Para realizar o estudo, a equipe internacional isolou fragmentos de DNA mitocondrial (mtDNA), presente nas mitocôndrias, organelas responsáveis pela respiração celular. Usando métodos sofisticados, uma sequência completa de mtDNA  foi reunida. Segundo os pesquisadores, a conservação do DNA no fóssil por tanto tempo ocorre devido às condições da temperatura e do solo nas regiões de altas latitudes, potencialmente melhores para a preservação de material genético do que aquelas encontradas em áreas tropicais e equatoriais.

A utilização do mtDNA na pesquisa deve-se à facilidade de extração desse material de fósseis. Em cada célula, há cerca de oito mil cópias de mtDNA, contra apenas uma do DNA nuclear.

“O genoma nuclear nos dará um relato completo de como esse novo indivíduo estava relacionado aos neandertais e aos homens modernos”, conta Svante Pääbo, diretor do Departamento de Genética do Instituto Max-Planck de Antropologia Evolutiva (Alemanha) e um dos autores do estudo.

“O genoma nuclear dará um relato completo de como esse novo indivíduo estava relacionado aos neandertais e aos homens modernos”

Na análise, os pesquisadores compararam o material genético do hominídeo de Denisova com amostras de mtDNA de homens modernos, Neandertais, um bonobo e um chimpanzé. A conclusão foi de que as diferenças entre o indivíduo recém-descoberto e o homem moderno são quase o dobro daquelas observadas entre o homem moderno e o Neanderthal.

Desta forma, os cientistas acreditam que o ancestral comum mais recente entre essas três espécies data de aproximadamente um milhão de anos, duas vezes mais do que o último ancestral comum entre homens modernos e neanderthais.

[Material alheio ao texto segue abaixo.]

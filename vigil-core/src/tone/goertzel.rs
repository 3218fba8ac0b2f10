//! Single-bin Goertzel filters over the autodialer signaling frequencies.
//!
//! The Goertzel recurrence evaluates one DFT bin in a single pass, which is
//! much cheaper than a full FFT when only a handful of known frequencies
//! matter. Power is converted back to an amplitude estimate and normalized by
//! the chunk RMS, so a pure tone at a target frequency scores ≈ √2 and
//! ordinary speech scores near zero regardless of playback volume.

use crate::buffering::chunk::SAMPLE_RATE_HZ;

/// Frequencies the bank inspects, in Hz: the North American ringback/busy
/// pairs (440/480, 480/620), three DTMF row tones, and the 1 kHz test tone
/// predictive dialers fire before connecting an agent.
pub const TARGET_FREQUENCIES: [f64; 7] = [440.0, 480.0, 620.0, 770.0, 852.0, 941.0, 1000.0];

/// Goertzel power of `samples` at `freq` Hz.
///
/// The bin index is rounded to the nearest integer so the filter stays
/// phase-coherent over the whole block.
pub(crate) fn goertzel_power(samples: &[i16], freq: f64) -> f64 {
    if samples.is_empty() {
        return 0.0;
    }
    let n = samples.len() as f64;
    let k = (0.5 + n * freq / SAMPLE_RATE_HZ as f64).floor();
    let w = 2.0 * std::f64::consts::PI * k / n;
    let coeff = 2.0 * w.cos();

    let mut s_prev = 0.0f64;
    let mut s_prev2 = 0.0f64;
    for &sample in samples {
        let s = sample as f64 + coeff * s_prev - s_prev2;
        s_prev2 = s_prev;
        s_prev = s;
    }
    s_prev2 * s_prev2 + s_prev * s_prev - coeff * s_prev * s_prev2
}

/// Per-frequency magnitudes normalized by the chunk RMS.
///
/// `2·sqrt(power)/N` recovers the per-bin amplitude estimate; dividing by the
/// RMS makes the result volume-independent.
pub(crate) fn normalized_magnitudes(samples: &[i16], rms: f64) -> [f64; TARGET_FREQUENCIES.len()] {
    let mut out = [0.0; TARGET_FREQUENCIES.len()];
    if rms <= 0.0 || samples.is_empty() {
        return out;
    }
    let n = samples.len() as f64;
    for (slot, &freq) in out.iter_mut().zip(TARGET_FREQUENCIES.iter()) {
        let power = goertzel_power(samples, freq).max(0.0);
        let amplitude = 2.0 * power.sqrt() / n;
        *slot = amplitude / rms;
    }
    out
}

A divergência de tempo na linhagem dos hominídeos de Denisova indica que eles seguiram do continente africano em direção à Europa e Ásia numa migração diferente da realizada pelo Homo erectus, há 1,9 milhão de anos, e pelo Homo heidelbergensis, provável ancestral dos neandertais.

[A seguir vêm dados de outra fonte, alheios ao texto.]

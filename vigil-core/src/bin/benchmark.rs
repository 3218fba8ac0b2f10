fn main() {
    if let Err(e) = run() {
        eprintln!("benchmark failed: {e}");
        std::process::exit(1);
    }
}

fn run() -> Result<(), String> {
    use serde::Serialize;
    use std::collections::BTreeMap;
    use std::path::{Path, PathBuf};
    use std::time::Instant;
    use vigil_core::buffering::chunk::AudioChunk;
    use vigil_core::classify::{
        EmergencyClassifier, LegitimacyClassifier, RobotTextDetector, SpamClassifier,
    };
    use vigil_core::tone;

    #[derive(Debug)]
    struct Args {
        fixtures_dir: PathBuf,
        iterations: usize,
        output: Option<PathBuf>,
    }

    #[derive(Debug, Clone, Serialize)]
    struct CaseResult {
        file: String,
        stage: String,
        iteration: usize,
        latency_us: f64,
        positive: bool,
    }

    #[derive(Debug, Clone, Serialize)]
    struct StageSummary {
        stage: String,
        runs: usize,
        p50_latency_us: f64,
        p90_latency_us: f64,
        p99_latency_us: f64,
        avg_latency_us: f64,
        positive_rate: f64,
    }

    #[derive(Debug, Clone, Serialize)]
    struct Summary {
        fixtures_dir: String,
        iterations: usize,
        total_runs: usize,
        total_files: usize,
        stages: Vec<StageSummary>,
        cases: Vec<CaseResult>,
    }

    fn parse_args() -> Result<Args, String> {
        let mut fixtures_dir: Option<PathBuf> = None;
        let mut iterations: usize = 10;
        let mut output: Option<PathBuf> = None;

        let mut it = std::env::args().skip(1).peekable();
        while let Some(arg) = it.next() {
            match arg.as_str() {
                "--fixtures" => {
                    let Some(v) = it.next() else {
                        return Err("missing value for --fixtures".into());
                    };
                    fixtures_dir = Some(PathBuf::from(v));
                }
                "--iterations" => {
                    let Some(v) = it.next() else {
                        return Err("missing value for --iterations".into());
                    };
                    iterations = v
                        .parse::<usize>()
                        .map_err(|_| "invalid value for --iterations".to_string())?
                        .clamp(1, 1000);
                }
                "--output" => {
                    let Some(v) = it.next() else {
                        return Err("missing value for --output".into());
                    };
                    output = Some(PathBuf::from(v));
                }
                "--help" | "-h" => {
                    println!(
                        "Usage: cargo run -p vigil-core --bin benchmark -- \\
  --fixtures <dir> [--iterations <n>] [--output <file.json>]

Each .wav fixture is timed through tone detection; a sidecar .txt holding
the call transcript additionally times the text classifiers."
                    );
                    std::process::exit(0);
                }
                other => {
                    return Err(format!("unknown argument: {other}"));
                }
            }
        }

        let fixtures_dir = fixtures_dir.unwrap_or_else(|| PathBuf::from("benchmarks/fixtures"));
        Ok(Args {
            fixtures_dir,
            iterations,
            output,
        })
    }

    fn collect_wavs(dir: &Path, out: &mut Vec<PathBuf>) -> Result<(), String> {
        let entries = std::fs::read_dir(dir).map_err(|e| e.to_string())?;
        for entry in entries {
            let entry = entry.map_err(|e| e.to_string())?;
            let path = entry.path();
            if path.is_dir() {
                collect_wavs(&path, out)?;
                continue;
            }
            let is_wav = path
                .extension()
                .and_then(|s| s.to_str())
                .map(|s| s.eq_ignore_ascii_case("wav"))
                .unwrap_or(false);
            if is_wav {
                out.push(path);
            }
        }
        Ok(())
    }

    fn read_wav_mono_i16(path: &Path) -> Result<(Vec<i16>, u32), String> {
        let mut reader = hound::WavReader::open(path).map_err(|e| e.to_string())?;
        let spec = reader.spec();
        let channels = usize::from(spec.channels.max(1));

        let interleaved: Vec<i16> = match spec.sample_format {
            hound::SampleFormat::Float => reader
                .samples::<f32>()
                .map(|s| {
                    s.map(|v| (v.clamp(-1.0, 1.0) * 32767.0).round() as i16)
                        .map_err(|e| e.to_string())
                })
                .collect::<Result<Vec<_>, _>>()?,
            hound::SampleFormat::Int => {
                if spec.bits_per_sample <= 16 {
                    reader
                        .samples::<i16>()
                        .map(|s| s.map_err(|e| e.to_string()))
                        .collect::<Result<Vec<_>, _>>()?
                } else {
                    let shift = spec.bits_per_sample - 16;
                    reader
                        .samples::<i32>()
                        .map(|s| s.map(|v| (v >> shift) as i16).map_err(|e| e.to_string()))
                        .collect::<Result<Vec<_>, _>>()?
                }
            }
        };

        if channels == 1 {
            return Ok((interleaved, spec.sample_rate));
        }

        let mut mono = Vec::with_capacity(interleaved.len() / channels);
        for frame in interleaved.chunks(channels) {
            let sum = frame.iter().map(|&s| i32::from(s)).sum::<i32>();
            mono.push((sum / channels as i32) as i16);
        }
        Ok((mono, spec.sample_rate))
    }

    fn transcript_for(path: &Path) -> Option<String> {
        let sidecar = path.with_extension("txt");
        std::fs::read_to_string(sidecar)
            .ok()
            .map(|v| v.trim().to_string())
            .filter(|v| !v.is_empty())
    }

    fn percentile(values: &[f64], p: f64) -> f64 {
        if values.is_empty() {
            return 0.0;
        }
        let mut sorted = values.to_vec();
        sorted.sort_by(|a, b| a.total_cmp(b));
        if sorted.len() == 1 {
            return sorted[0];
        }
        let idx = ((sorted.len() - 1) as f64 * p.clamp(0.0, 1.0)).round() as usize;
        sorted[idx.min(sorted.len() - 1)]
    }

    fn summarize(stage: String, rows: &[CaseResult]) -> StageSummary {
        let latencies = rows.iter().map(|r| r.latency_us).collect::<Vec<_>>();
        let avg_latency_us = if latencies.is_empty() {
            0.0
        } else {
            latencies.iter().sum::<f64>() / latencies.len() as f64
        };
        let positives = rows.iter().filter(|r| r.positive).count();

        StageSummary {
            stage,
            runs: rows.len(),
            p50_latency_us: percentile(&latencies, 0.50),
            p90_latency_us: percentile(&latencies, 0.90),
            p99_latency_us: percentile(&latencies, 0.99),
            avg_latency_us,
            positive_rate: if rows.is_empty() {
                0.0
            } else {
                positives as f64 / rows.len() as f64
            },
        }
    }

    let args = parse_args()?;
    if !args.fixtures_dir.exists() {
        return Err(format!(
            "fixtures directory not found: {}",
            args.fixtures_dir.display()
        ));
    }

    let mut wav_files = Vec::new();
    collect_wavs(&args.fixtures_dir, &mut wav_files)?;
    wav_files.sort();
    if wav_files.is_empty() {
        return Err(format!(
            "no .wav fixtures found in {}",
            args.fixtures_dir.display()
        ));
    }

    println!(
        "Running Vigil benchmark on {} fixtures (iterations={})",
        wav_files.len(),
        args.iterations
    );

    let robot = RobotTextDetector::new().map_err(|e| e.to_string())?;
    let emergency = EmergencyClassifier::new();
    let legitimacy = LegitimacyClassifier::new();
    let spam = SpamClassifier::new();

    let mut cases = Vec::new();
    for wav in &wav_files {
        let (samples, sample_rate) = read_wav_mono_i16(wav)?;
        let chunk = AudioChunk::new(samples, sample_rate);
        let transcript = transcript_for(wav);
        let file = wav
            .strip_prefix(&args.fixtures_dir)
            .unwrap_or(wav)
            .display()
            .to_string();

        for iteration in 1..=args.iterations {
            let started = Instant::now();
            let report = tone::detect(&chunk);
            cases.push(CaseResult {
                file: file.clone(),
                stage: "tone_detect".into(),
                iteration,
                latency_us: started.elapsed().as_secs_f64() * 1e6,
                positive: report.detected,
            });

            let Some(text) = transcript.as_deref() else {
                continue;
            };

            let started = Instant::now();
            let verdict = robot.detect(text);
            cases.push(CaseResult {
                file: file.clone(),
                stage: "robot_text".into(),
                iteration,
                latency_us: started.elapsed().as_secs_f64() * 1e6,
                positive: verdict.detected,
            });

            let started = Instant::now();
            let hit = emergency.classify(text);
            cases.push(CaseResult {
                file: file.clone(),
                stage: "emergency".into(),
                iteration,
                latency_us: started.elapsed().as_secs_f64() * 1e6,
                positive: hit.is_some(),
            });

            let started = Instant::now();
            let hit = legitimacy.classify(text);
            cases.push(CaseResult {
                file: file.clone(),
                stage: "legitimacy".into(),
                iteration,
                latency_us: started.elapsed().as_secs_f64() * 1e6,
                positive: hit.is_some(),
            });

            let started = Instant::now();
            let hit = spam.classify(text);
            cases.push(CaseResult {
                file: file.clone(),
                stage: "spam".into(),
                iteration,
                latency_us: started.elapsed().as_secs_f64() * 1e6,
                positive: hit.is_some(),
            });
        }
        println!("{file} done");
    }

    let mut grouped: BTreeMap<String, Vec<CaseResult>> = BTreeMap::new();
    for row in &cases {
        grouped
            .entry(row.stage.clone())
            .or_default()
            .push(row.clone());
    }
    let mut stages = Vec::new();
    for (name, rows) in grouped {
        stages.push(summarize(name, &rows));
    }

    let summary = Summary {
        fixtures_dir: args.fixtures_dir.display().to_string(),
        iterations: args.iterations,
        total_runs: cases.len(),
        total_files: wav_files.len(),
        stages,
        cases,
    };

    for stage in &summary.stages {
        println!(
            "{:<12} runs={:<5} p50={:.1}us p90={:.1}us p99={:.1}us positive={:.0}%",
            stage.stage,
            stage.runs,
            stage.p50_latency_us,
            stage.p90_latency_us,
            stage.p99_latency_us,
            stage.positive_rate * 100.0
        );
    }

    let json = serde_json::to_string_pretty(&summary).map_err(|e| e.to_string())?;
    if let Some(out) = args.output {
        if let Some(parent) = out.parent() {
            std::fs::create_dir_all(parent).map_err(|e| e.to_string())?;
        }
        std::fs::write(&out, json).map_err(|e| e.to_string())?;
        println!("Wrote benchmark report: {}", out.display());
    } else {
        println!("{json}");
    }

    Ok(())
}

Pesquisas futuras analisarão DNA nuclear

De acordo com os cientistas, sequências de DNA nuclear são necessárias para esclarecer a relação entre indivíduos modernos, de Denisova e de Neanderthal. Isso porque o mtDNA é apenas uma parte do genoma, que pode inclusive ser trocada por diferentes espécies em casos de reprodução cruzada, como já foi comprovado em roedores Mus musculus e Mus domesticus.

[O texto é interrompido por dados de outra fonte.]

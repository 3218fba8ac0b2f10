//! Sample-rate conversion using a rubato `FastFixedIn` resampler.
//!
//! ## Design
//!
//! cpal captures audio at the device's native rate (commonly 48 kHz). Every
//! analysis stage operates at 16 kHz mono. `RateConverter` bridges that gap on
//! the capture-drain side, where allocation is allowed.
//!
//! When the capture rate already equals the target rate no rubato session is
//! created and `process` is a plain copy.
//!
//! ## Usage
//!
//! ```ignore
//! let mut rc = RateConverter::new(48_000, 16_000, 960)?;
//! let out = rc.process(&raw_samples); // Vec<f32> at 16 kHz
//! ```

use rubato::{FastFixedIn, PolynomialDegree, Resampler};
use tracing::error;

use crate::error::{Result, VigilError};

/// Converts f32 mono audio from one fixed sample rate to another.
pub struct RateConverter {
    /// `None` when capture rate == target rate (passthrough mode).
    resampler: Option<FastFixedIn<f32>>,
    /// Holds partial input blocks between calls.
    pending: Vec<f32>,
    /// Input samples rubato expects per process call.
    block: usize,
    /// Pre-allocated output buffer: `[1][output_frames_max]`.
    out: Vec<Vec<f32>>,
}

impl RateConverter {
    /// Create a converter from `capture_rate` to `target_rate` Hz, feeding
    /// rubato `block` input frames at a time.
    ///
    /// # Errors
    /// Returns `VigilError::AudioSource` if rubato fails to initialise.
    pub fn new(capture_rate: u32, target_rate: u32, block: usize) -> Result<Self> {
        if capture_rate == target_rate {
            return Ok(Self {
                resampler: None,
                pending: Vec::new(),
                block,
                out: Vec::new(),
            });
        }

        let ratio = target_rate as f64 / capture_rate as f64;

        let resampler = FastFixedIn::<f32>::new(
            ratio,
            1.0, // fixed ratio — no dynamic adjustment
            PolynomialDegree::Cubic,
            block,
            1, // mono
        )
        .map_err(|e| VigilError::AudioSource(format!("resampler init: {e}")))?;

        let max_out = resampler.output_frames_max();
        let out = vec![vec![0f32; max_out]; 1];

        tracing::info!(capture_rate, target_rate, block, max_out, "resampling enabled");

        Ok(Self {
            resampler: Some(resampler),
            pending: Vec::new(),
            block,
            out,
        })
    }

    /// Feed raw samples in, get resampled samples out (possibly empty).
    ///
    /// Input accumulates internally until a full `block` is available; any
    /// remainder waits for the next call. In passthrough mode the input is
    /// returned as-is.
    pub fn process(&mut self, samples: &[f32]) -> Vec<f32> {
        let Some(ref mut resampler) = self.resampler else {
            return samples.to_vec();
        };

        self.pending.extend_from_slice(samples);

        let mut result = Vec::new();
        while self.pending.len() >= self.block {
            let input = &self.pending[..self.block];
            match resampler.process_into_buffer(&[input], &mut self.out, None) {
                Ok((_consumed, produced)) => {
                    result.extend_from_slice(&self.out[0][..produced]);
                }
                Err(e) => {
                    error!("resampler process error: {e}");
                }
            }
            self.pending.drain(..self.block);
        }

        result
    }

    /// Returns `true` when capture rate == target rate (no resampling occurs).
    pub fn is_passthrough(&self) -> bool {
        self.resampler.is_none()
    }
}

#[cfg(test)]
mod tests {
    use super::*;

    #[test]
    fn passthrough_returns_input_unchanged() {
        let mut rc = RateConverter::new(16_000, 16_000, 960).unwrap();
        assert!(rc.is_passthrough());
        let samples: Vec<f32> = (0..320).map(|i| (i as f32 * 0.01).sin()).collect();
        let out = rc.process(&samples);
        assert_eq!(out, samples);
    }

    #[test]
    fn downsamples_48k_to_16k_at_one_third_length() {
        let mut rc = RateConverter::new(48_000, 16_000, 960).unwrap();
        assert!(!rc.is_passthrough());
        let out = rc.process(&vec![0.0f32; 960]);
        assert!(!out.is_empty(), "expected non-empty output");
        // 960 in at 48 kHz → ~320 out at 16 kHz
        assert!(
            (out.len() as isize - 320).unsigned_abs() <= 10,
            "output len={} expected≈320",
            out.len()
        );
    }

    #[test]
    fn short_input_is_held_until_a_full_block_arrives() {
        let mut rc = RateConverter::new(48_000, 16_000, 960).unwrap();
        assert!(rc.process(&vec![0.0f32; 600]).is_empty());
        // 600 + 600 = 1200 ≥ 960 → this call produces output
        assert!(!rc.process(&vec![0.0f32; 600]).is_empty());
    }

    #[test]
    fn upsampling_also_works() {
        let mut rc = RateConverter::new(8_000, 16_000, 320).unwrap();
        let out = rc.process(&vec![0.0f32; 320]);
        assert!(
            (out.len() as isize - 640).unsigned_abs() <= 10,
            "output len={} expected≈640",
            out.len()
        );
    }
}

Para Johannes Krause, outro autor também do Instituto Max-Planck, a análise do DNA nuclear permitirá um olhar mais profundo sobre nossa própria história. “Nós poderemos identificar que posições foram alteradas no genoma humano moderno que nos diferenciam do hominídeo de Denisova”, explica o geneticista alemão. “Assim, poderemos encontrar alterações no nosso genoma que verdadeiramente definem os homens modernos como uma população, o que, além de ser extremamente interessante, nos diria mais sobre o que faz seres humanos serem humanos”, completa.